**What needs to be done**
Repeat exactly the lines below that lie between the line with "self.comments_with_likes(rows).await" and the line with "Router::new()", counting both of those lines as part of the answer.

**Dataset content**
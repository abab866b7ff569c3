//! `PostgreSQL` implementation of the `SocialStore` port.
//!
//! Every transaction owns one pooled connection for its lifetime. Likes and
//! images live in child tables and are rewritten with their owner on update.

use std::collections::HashMap;

use agora_core::error::DomainError;
use agora_core::repository::TableGateway;
use agora_social::domain::entities::{Image, Like, LikeTarget};
use agora_social::domain::records::{
    CommentFilter, CommentRecord, PostFilter, PostOrder, PostRecord,
};
use agora_social::domain::store::{SocialStore, SocialTransaction};
use async_trait::async_trait;
use chrono::{DateTime, Utc};
use sqlx::postgres::PgPoolOptions;
use sqlx::{PgPool, Postgres, QueryBuilder, Transaction};
use tracing::{debug, instrument};
use uuid::Uuid;

/// PostgreSQL-backed social store.
#[derive(Debug, Clone)]
pub struct PgSocialStore {
    pool: PgPool,
}

impl PgSocialStore {
    /// Creates a store over an existing pool.
    #[must_use]
    pub fn new(pool: PgPool) -> Self {
        Self { pool }
    }

    /// Connects a pool of at most `max_connections` to `database_url`.
    ///
    /// # Errors
    ///
    /// Returns `DomainError::Storage` if the database cannot be reached.
    pub async fn connect(database_url: &str, max_connections: u32) -> Result<Self, DomainError> {
        let pool = PgPoolOptions::new()
            .max_connections(max_connections)
            .connect(database_url)
            .await
            .map_err(DomainError::storage)?;
        Ok(Self::new(pool))
    }

    /// The underlying pool.
    #[must_use]
    pub fn pool(&self) -> &PgPool {
        &self.pool
    }
}

#[async_trait]
impl SocialStore for PgSocialStore {
    async fn begin(&self) -> Result<Box<dyn SocialTransaction>, DomainError> {
        let tx = self.pool.begin().await.map_err(DomainError::storage)?;
        debug!("postgres transaction opened");
        Ok(Box::new(PgTransaction { tx }))
    }
}

#[derive(sqlx::FromRow)]
struct PostRow {
    id: Uuid,
    title: String,
    content: String,
    author_id: String,
    version: i64,
    created_at: DateTime<Utc>,
    updated_at: DateTime<Utc>,
}

#[derive(sqlx::FromRow)]
struct CommentRow {
    id: Uuid,
    post_id: Uuid,
    parent_id: Option<Uuid>,
    author_id: String,
    content: String,
    level: i16,
    version: i64,
    created_at: DateTime<Utc>,
}

#[derive(sqlx::FromRow)]
struct LikeRow {
    owner_id: Uuid,
    id: Uuid,
    user_id: String,
    created_at: DateTime<Utc>,
}

#[derive(sqlx::FromRow)]
struct ImageRow {
    post_id: Uuid,
    id: Uuid,
    path: String,
}

const POST_COLUMNS: &str = "id, title, content, author_id, version, created_at, updated_at";
const COMMENT_COLUMNS: &str =
    "id, post_id, parent_id, author_id, content, level, version, created_at";

fn order_clause(order: PostOrder) -> &'static str {
    match order {
        PostOrder::CreatedAsc => "created_at ASC, seq ASC",
        PostOrder::CreatedDesc => "created_at DESC, seq ASC",
        PostOrder::TitleAsc => "title COLLATE \"C\" ASC, seq ASC",
        PostOrder::TitleDesc => "title COLLATE \"C\" DESC, seq ASC",
    }
}

fn group_likes(rows: Vec<LikeRow>, target: fn(Uuid) -> LikeTarget) -> HashMap<Uuid, Vec<Like>> {
    let mut grouped: HashMap<Uuid, Vec<Like>> = HashMap::new();
    for row in rows {
        grouped.entry(row.owner_id).or_default().push(Like {
            id: row.id,
            user_id: row.user_id,
            target: target(row.owner_id),
            created_at: row.created_at,
        });
    }
    grouped
}

fn comment_record(row: CommentRow, likes: Vec<Like>) -> Result<CommentRecord, DomainError> {
    Ok(CommentRecord {
        id: row.id,
        post_id: row.post_id,
        parent_id: row.parent_id,
        author_id: row.author_id,
        content: row.content,
        level: u8::try_from(row.level).map_err(DomainError::storage)?,
        likes,
        version: row.version,
        created_at: row.created_at,
    })
}

/// One open `PostgreSQL` transaction.
pub struct PgTransaction {
    tx: Transaction<'static, Postgres>,
}

impl PgTransaction {
    async fn post_rows(&mut self, filter: &PostFilter) -> Result<Vec<PostRow>, DomainError> {
        let mut query = QueryBuilder::<Postgres>::new("SELECT ");
        query.push(POST_COLUMNS).push(" FROM posts WHERE TRUE");
        if let Some(title) = &filter.title {
            query.push(" AND title = ").push_bind(title.clone());
        }
        if let Some(fragment) = &filter.title_contains {
            query
                .push(" AND strpos(title, ")
                .push_bind(fragment.clone())
                .push(") > 0");
        }
        if let Some(fragment) = &filter.content_contains {
            query
                .push(" AND strpos(content, ")
                .push_bind(fragment.clone())
                .push(") > 0");
        }
        if let Some(author_id) = &filter.author_id {
            query.push(" AND author_id = ").push_bind(author_id.clone());
        }
        query.push(" ORDER BY ").push(order_clause(filter.order));
        if let Some(limit) = filter.limit {
            query.push(" LIMIT ").push_bind(i64::from(limit));
        }
        query.push(" OFFSET ").push_bind(i64::from(filter.offset));

        query
            .build_query_as::<PostRow>()
            .fetch_all(&mut *self.tx)
            .await
            .map_err(DomainError::storage)
    }

    async fn posts_with_children(
        &mut self,
        rows: Vec<PostRow>,
    ) -> Result<Vec<PostRecord>, DomainError> {
        let ids: Vec<Uuid> = rows.iter().map(|row| row.id).collect();
        let like_rows: Vec<LikeRow> = sqlx::query_as(
            "SELECT post_id AS owner_id, id, user_id, created_at FROM post_likes
             WHERE post_id = ANY($1) ORDER BY created_at, seq",
        )
        .bind(&ids)
        .fetch_all(&mut *self.tx)
        .await
        .map_err(DomainError::storage)?;
        let image_rows: Vec<ImageRow> = sqlx::query_as(
            "SELECT post_id, id, path FROM post_images WHERE post_id = ANY($1) ORDER BY seq",
        )
        .bind(&ids)
        .fetch_all(&mut *self.tx)
        .await
        .map_err(DomainError::storage)?;

        let mut likes = group_likes(like_rows, LikeTarget::Post);
        let mut images: HashMap<Uuid, Vec<Image>> = HashMap::new();
        for row in image_rows {
            images.entry(row.post_id).or_default().push(Image {
                id: row.id,
                path: row.path,
            });
        }

        Ok(rows
            .into_iter()
            .map(|row| PostRecord {
                likes: likes.remove(&row.id).unwrap_or_default(),
                images: images.remove(&row.id).unwrap_or_default(),
                id: row.id,
                title: row.title,
                content: row.content,
                author_id: row.author_id,
                version: row.version,
                created_at: row.created_at,
                updated_at: row.updated_at,
            })
            .collect())
    }

    async fn comments_with_likes(
        &mut self,
        rows: Vec<CommentRow>,
    ) -> Result<Vec<CommentRecord>, DomainError> {
        let ids: Vec<Uuid> = rows.iter().map(|row| row.id).collect();
        let like_rows: Vec<LikeRow> = sqlx::query_as(
            "SELECT comment_id AS owner_id, id, user_id, created_at FROM comment_likes
             WHERE comment_id = ANY($1) ORDER BY created_at, seq",
        )
        .bind(&ids)
        .fetch_all(&mut *self.tx)
        .await
        .map_err(DomainError::storage)?;

        let mut likes = group_likes(like_rows, LikeTarget::Comment);
        rows.into_iter()
            .map(|row| {
                let row_likes = likes.remove(&row.id).unwrap_or_default();
                comment_record(row, row_likes)
            })
            .collect()
    }

    async fn write_post_children(&mut self, record: &PostRecord) -> Result<(), DomainError> {
        for like in &record.likes {
            sqlx::query(
                "INSERT INTO post_likes (id, post_id, user_id, created_at) VALUES ($1, $2, $3, $4)",
            )
            .bind(like.id)
            .bind(record.id)
            .bind(&like.user_id)
            .bind(like.created_at)
            .execute(&mut *self.tx)
            .await
            .map_err(DomainError::storage)?;
        }
        for image in &record.images {
            sqlx::query("INSERT INTO post_images (id, post_id, path) VALUES ($1, $2, $3)")
                .bind(image.id)
                .bind(record.id)
                .bind(&image.path)
                .execute(&mut *self.tx)
                .await
                .map_err(DomainError::storage)?;
        }
        Ok(())
    }

    async fn write_comment_likes(&mut self, record: &CommentRecord) -> Result<(), DomainError> {
        for like in &record.likes {
            sqlx::query(
                "INSERT INTO comment_likes (id, comment_id, user_id, created_at)
                 VALUES ($1, $2, $3, $4)",
            )
            .bind(like.id)
            .bind(record.id)
            .bind(&like.user_id)
            .bind(like.created_at)
            .execute(&mut *self.tx)
            .await
            .map_err(DomainError::storage)?;
        }
        Ok(())
    }
}

#[async_trait]
impl TableGateway<PostRecord> for PgTransaction {
    async fn find(&mut self, id: Uuid) -> Result<Option<PostRecord>, DomainError> {
        let row: Option<PostRow> = sqlx::query_as(&format!(
            "SELECT {POST_COLUMNS} FROM posts WHERE id = $1"
        ))
        .bind(id)
        .fetch_optional(&mut *self.tx)
        .await
        .map_err(DomainError::storage)?;

        match row {
            Some(row) => Ok(self.posts_with_children(vec![row]).await?.pop()),
            None => Ok(None),
        }
    }

    #[instrument(skip(self, record), fields(post_id = %record.id))]
    async fn insert(&mut self, record: &PostRecord) -> Result<(), DomainError> {
        sqlx::query(
            "INSERT INTO posts (id, title, content, author_id, version, created_at, updated_at)
             VALUES ($1, $2, $3, $4, $5, $6, $7)",
        )
        .bind(record.id)
        .bind(&record.title)
        .bind(&record.content)
        .bind(&record.author_id)
        .bind(record.version)
        .bind(record.created_at)
        .bind(record.updated_at)
        .execute(&mut *self.tx)
        .await
        .map_err(DomainError::storage)?;
        self.write_post_children(record).await
    }

    #[instrument(skip(self, record), fields(post_id = %record.id))]
    async fn update(&mut self, record: &PostRecord) -> Result<(), DomainError> {
        sqlx::query(
            "UPDATE posts SET title = $2, content = $3, version = $4, updated_at = $5
             WHERE id = $1",
        )
        .bind(record.id)
        .bind(&record.title)
        .bind(&record.content)
        .bind(record.version)
        .bind(record.updated_at)
        .execute(&mut *self.tx)
        .await
        .map_err(DomainError::storage)?;

        for table in ["post_likes", "post_images"] {
            sqlx::query(&format!("DELETE FROM {table} WHERE post_id = $1"))
                .bind(record.id)
                .execute(&mut *self.tx)
                .await
                .map_err(DomainError::storage)?;
        }
        self.write_post_children(record).await
    }

    #[instrument(skip(self))]
    async fn delete(&mut self, id: Uuid) -> Result<(), DomainError> {
        sqlx::query("DELETE FROM posts WHERE id = $1")
            .bind(id)
            .execute(&mut *self.tx)
            .await
            .map_err(DomainError::storage)?;
        Ok(())
    }

    async fn query(&mut self, filter: &PostFilter) -> Result<Vec<PostRecord>, DomainError> {
        let rows = self.post_rows(filter).await?;
        self.posts_with_children(rows).await
    }
}

#[async_trait]
impl TableGateway<CommentRecord> for PgTransaction {
    async fn find(&mut self, id: Uuid) -> Result<Option<CommentRecord>, DomainError> {
        let row: Option<CommentRow> = sqlx::query_as(&format!(
            "SELECT {COMMENT_COLUMNS} FROM comments WHERE id = $1"
        ))
        .bind(id)
        .fetch_optional(&mut *self.tx)
        .await
        .map_err(DomainError::storage)?;

        match row {
            Some(row) => Ok(self.comments_with_likes(vec![row]).await?.pop()),
            None => Ok(None),
        }
    }

    #[instrument(skip(self, record), fields(comment_id = %record.id))]
    async fn insert(&mut self, record: &CommentRecord) -> Result<(), DomainError> {
        sqlx::query(
            "INSERT INTO comments
             (id, post_id, parent_id, author_id, content, level, version, created_at)
             VALUES ($1, $2, $3, $4, $5, $6, $7, $8)",
        )
        .bind(record.id)
        .bind(record.post_id)
        .bind(record.parent_id)
        .bind(&record.author_id)
        .bind(&record.content)
        .bind(i16::from(record.level))
        .bind(record.version)
        .bind(record.created_at)
        .execute(&mut *self.tx)
        .await
        .map_err(DomainError::storage)?;
        self.write_comment_likes(record).await
    }

    #[instrument(skip(self, record), fields(comment_id = %record.id))]
    async fn update(&mut self, record: &CommentRecord) -> Result<(), DomainError> {
        sqlx::query("UPDATE comments SET content = $2, version = $3 WHERE id = $1")
            .bind(record.id)
            .bind(&record.content)
            .bind(record.version)
            .execute(&mut *self.tx)
            .await
            .map_err(DomainError::storage)?;
        sqlx::query("DELETE FROM comment_likes WHERE comment_id = $1")
            .bind(record.id)
            .execute(&mut *self.tx)
            .await
            .map_err(DomainError::storage)?;
        self.write_comment_likes(record).await
    }

    #[instrument(skip(self))]
    async fn delete(&mut self, id: Uuid) -> Result<(), DomainError> {
        sqlx::query("DELETE FROM comments WHERE id = $1")
            .bind(id)
            .execute(&mut *self.tx)
            .await
            .map_err(DomainError::storage)?;
        Ok(())
    }

    async fn query(&mut self, filter: &CommentFilter) -> Result<Vec<CommentRecord>, DomainError> {
        let mut query = QueryBuilder::<Postgres>::new("SELECT ");
        query.push(COMMENT_COLUMNS).push(" FROM comments WHERE TRUE");
        if let Some(post_id) = filter.post_id {
            query.push(" AND post_id = ").push_bind(post_id);
        }
        if let Some(parent_id) = filter.parent_id {
            query.push(" AND parent_id = ").push_bind(parent_id);
        }
        if let Some(author_id) = &filter.author_id {
            query.push(" AND author_id = ").push_bind(author_id.clone());
        }
        query.push(" ORDER BY created_at ASC, seq ASC");

        let rows = query
            .build_query_as::<CommentRow>()
            .fetch_all(&mut *self.tx)
            .await
            .map_err(DomainError::storage)?;
        self.comments_with_likes(rows).await
    }
}

#[async_trait]
impl SocialTransaction for PgTransaction {
    fn posts(&mut self) -> &mut dyn TableGateway<PostRecord> {
        self
    }

    fn comments(&mut self) -> &mut dyn TableGateway<CommentRecord> {
        self
    }

    async fn commit(self: Box<Self>) -> Result<(), DomainError> {
        self.tx.commit().await.map_err(DomainError::storage)?;
        debug!("postgres transaction committed");
        Ok(())
    }

    async fn rollback(self: Box<Self>) -> Result<(), DomainError> {
        self.tx.rollback().await.map_err(DomainError::storage)?;
        debug!("postgres transaction rolled back");
        Ok(())
    }
}
//! Agora HTTP API.
//!
//! Translates requests into social commands sent through the message bus,
//! and serves reads from the query handlers.

pub mod config;
pub mod error;
pub mod extract;
pub mod routes;
pub mod state;

use axum::Router;
use tower_http::trace::TraceLayer;

use crate::state::AppState;

/// Builds the application router over `state`.
pub fn app(state: AppState) -> Router {
    Router::new()
        .merge(routes::health::router())
        .merge(routes::posts::router())
        .merge(routes::comments::router())
        .layer(TraceLayer::new_for_http())
        .with_state(state)
}
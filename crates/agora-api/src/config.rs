//! Server settings read from the environment.

use std::path::PathBuf;

use crate::error::AppError;

/// Runtime settings for the API server.
#[derive(Debug, Clone, PartialEq, Eq)]
pub struct Settings {
    /// PostgreSQL URL. Without one the server keeps everything in memory.
    pub database_url: Option<String>,
    pub database_max_connections: u32,
    /// Redis URL. Without one events are only logged.
    pub redis_url: Option<String>,
    /// Directory uploaded images are written below.
    pub blob_root: PathBuf,
    /// Base URL images are served from.
    pub blob_public_url: String,
    pub host: String,
    pub port: u16,
}

impl Settings {
    /// Reads settings from the process environment. Call
    /// `dotenvy::dotenv()` first to pick up a `.env` file.
    ///
    /// # Errors
    ///
    /// Returns `AppError::Config` if a numeric variable does not parse.
    pub fn from_env() -> Result<Self, AppError> {
        Self::from_lookup(|key| std::env::var(key).ok())
    }

    /// Reads settings through `lookup`, treating empty values as unset.
    ///
    /// # Errors
    ///
    /// Returns `AppError::Config` if a numeric variable does not parse.
    pub fn from_lookup(lookup: impl Fn(&str) -> Option<String>) -> Result<Self, AppError> {
        let var = |key: &str| lookup(key).filter(|value| !value.trim().is_empty());

        let database_max_connections: u32 = match var("DATABASE_MAX_CONNECTIONS") {
            Some(raw) => raw.parse().map_err(|e| {
                AppError::Config(format!("DATABASE_MAX_CONNECTIONS must be a positive integer: {e}"))
            })?,
            None => 10,
        };
        if database_max_connections == 0 {
            return Err(AppError::Config(
                "DATABASE_MAX_CONNECTIONS must be at least 1".to_owned(),
            ));
        }
        let port: u16 = match var("PORT") {
            Some(raw) => raw
                .parse()
                .map_err(|e| AppError::Config(format!("PORT must be a valid u16: {e}")))?,
            None => 3000,
        };

        Ok(Self {
            database_url: var("DATABASE_URL"),
            database_max_connections,
            redis_url: var("REDIS_URL"),
            blob_root: var("BLOB_ROOT").map_or_else(|| PathBuf::from("./blobs"), PathBuf::from),
            blob_public_url: var("BLOB_PUBLIC_URL").unwrap_or_else(|| "/blobs".to_owned()),
            host: var("HOST").unwrap_or_else(|| "0.0.0.0".to_owned()),
            port,
        })
    }

    /// `host:port` for the listener.
    #[must_use]
    pub fn bind_address(&self) -> String {
        format!("{}:{}", self.host, self.port)
    }
}

#[cfg(test)]
mod tests {
    use std::collections::HashMap;

    use super::*;

    fn settings_from(pairs: &[(&str, &str)]) -> Result<Settings, AppError> {
        let vars: HashMap<String, String> = pairs
            .iter()
            .map(|(k, v)| ((*k).to_owned(), (*v).to_owned()))
            .collect();
        Settings::from_lookup(|key| vars.get(key).cloned())
    }

    #[test]
    fn test_defaults_when_environment_is_empty() {
        let settings = settings_from(&[]).unwrap();

        assert_eq!(settings.database_url, None);
        assert_eq!(settings.database_max_connections, 10);
        assert_eq!(settings.redis_url, None);
        assert_eq!(settings.blob_root, PathBuf::from("./blobs"));
        assert_eq!(settings.blob_public_url, "/blobs");
        assert_eq!(settings.bind_address(), "0.0.0.0:3000");
    }

    #[test]
    fn test_values_are_read_and_blank_ones_ignored() {
        let settings = settings_from(&[
            ("DATABASE_URL", "postgres://db/agora"),
            ("DATABASE_MAX_CONNECTIONS", "4"),
            ("REDIS_URL", "  "),
            ("PORT", "8080"),
        ])
        .unwrap();

        assert_eq!(settings.database_url.as_deref(), Some("postgres://db/agora"));
        assert_eq!(settings.database_max_connections, 4);
        assert_eq!(settings.redis_url, None);
        assert_eq!(settings.port, 8080);
    }

    #[test]
    fn test_invalid_numbers_are_config_errors() {
        assert!(matches!(
            settings_from(&[("PORT", "eighty")]),
            Err(AppError::Config(_))
        ));
        assert!(matches!(
            settings_from(&[("DATABASE_MAX_CONNECTIONS", "0")]),
            Err(AppError::Config(_))
        ));
    }
}
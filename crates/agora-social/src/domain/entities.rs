//! Child entities and value objects owned by posts and comments.

use agora_core::error::DomainError;
use chrono::{DateTime, Utc};
use serde::{Deserialize, Serialize};
use uuid::Uuid;

/// What a like points at.
#[derive(Debug, Clone, Copy, PartialEq, Eq, Hash, Serialize, Deserialize)]
#[serde(tag = "type", content = "id", rename_all = "snake_case")]
pub enum LikeTarget {
    /// A post.
    Post(Uuid),
    /// A comment.
    Comment(Uuid),
}

/// A user's like on a post or comment.
///
/// Two likes are equal when the same user liked the same target, whatever
/// their ids.
#[derive(Debug, Clone, Serialize, Deserialize)]
pub struct Like {
    /// Like identifier.
    pub id: Uuid,
    /// The liking user.
    pub user_id: String,
    /// The liked post or comment.
    pub target: LikeTarget,
    /// When the like was given.
    pub created_at: DateTime<Utc>,
}

impl Like {
    /// Creates a like by `user_id` on `target`.
    #[must_use]
    pub fn new(user_id: &str, target: LikeTarget, created_at: DateTime<Utc>) -> Self {
        Self {
            id: Uuid::new_v4(),
            user_id: user_id.to_owned(),
            target,
            created_at,
        }
    }
}

impl PartialEq for Like {
    fn eq(&self, other: &Self) -> bool {
        self.user_id == other.user_id && self.target == other.target
    }
}

impl Eq for Like {}

/// Toggles `user_id`'s like in `likes`. Returns `true` if the user now likes
/// the target.
pub(crate) fn toggle_like(
    likes: &mut Vec<Like>,
    user_id: &str,
    target: LikeTarget,
    now: DateTime<Utc>,
) -> bool {
    let like = Like::new(user_id, target, now);
    if let Some(position) = likes.iter().position(|existing| *existing == like) {
        likes.remove(position);
        false
    } else {
        likes.push(like);
        true
    }
}

/// An image stored in blob storage and attached to a post.
#[derive(Debug, Clone, PartialEq, Eq, Serialize, Deserialize)]
pub struct Image {
    /// Image identifier.
    pub id: Uuid,
    /// Blob storage path.
    pub path: String,
}

/// An image submitted with a new post, not yet stored.
///
/// The bytes travel in memory with the `PostCreated` event but are never
/// serialized into event payloads.
#[derive(Debug, Clone, PartialEq, Eq, Serialize, Deserialize)]
pub struct ImageUpload {
    /// Original file name, used as the last path segment.
    pub filename: String,
    /// MIME type.
    pub content_type: String,
    /// Raw bytes.
    #[serde(skip)]
    pub data: Vec<u8>,
}

impl ImageUpload {
    /// Creates an upload.
    #[must_use]
    pub fn new(filename: &str, content_type: &str, data: Vec<u8>) -> Self {
        Self {
            filename: filename.to_owned(),
            content_type: content_type.to_owned(),
            data,
        }
    }

    /// Checks that the file name is a single, plain path segment.
    ///
    /// # Errors
    ///
    /// Returns `DomainError::Validation` for empty names, names containing a
    /// path separator, and `.`/`..`.
    pub fn validate(&self) -> Result<(), DomainError> {
        let name = self.filename.as_str();
        if name.is_empty() || name == "." || name == ".." || name.contains(['/', '\\']) {
            return Err(DomainError::Validation(format!(
                "invalid image file name: {name:?}"
            )));
        }
        Ok(())
    }

    /// Blob storage path for this upload under `post_id`.
    #[must_use]
    pub fn storage_path(&self, post_id: Uuid) -> String {
        format!("posts/{post_id}/{}", self.filename)
    }
}
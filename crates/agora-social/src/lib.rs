//! Agora social bounded context.
//!
//! Responsible for posts, threaded comments up to three reply levels deep,
//! likes on both, and image attachments. Commands enter through the message
//! bus assembled in [`application::bootstrap`]; reads go through
//! [`application::query_handlers`].

pub mod application;
pub mod domain;
pub mod infrastructure;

**Solution**
        self.comments_with_likes(rows).await
    }
}

#[async_trait]
impl SocialTransaction for PgTransaction {
    fn posts(&mut self) -> &mut dyn TableGateway<PostRecord> {
        self
    }

    fn comments(&mut self) -> &mut dyn TableGateway<CommentRecord> {
        self
    }

    async fn commit(self: Box<Self>) -> Result<(), DomainError> {
        self.tx.commit().await.map_err(DomainError::storage)?;
        debug!("postgres transaction committed");
        Ok(())
    }

    async fn rollback(self: Box<Self>) -> Result<(), DomainError> {
        self.tx.rollback().await.map_err(DomainError::storage)?;
        debug!("postgres transaction rolled back");
        Ok(())
    }
}
//! Agora HTTP API.
//!
//! Translates requests into social commands sent through the message bus,
//! and serves reads from the query handlers.

pub mod config;
pub mod error;
pub mod extract;
pub mod routes;
pub mod state;

use axum::Router;
use tower_http::trace::TraceLayer;

use crate::state::AppState;

/// Builds the application router over `state`.
pub fn app(state: AppState) -> Router {
    Router::new()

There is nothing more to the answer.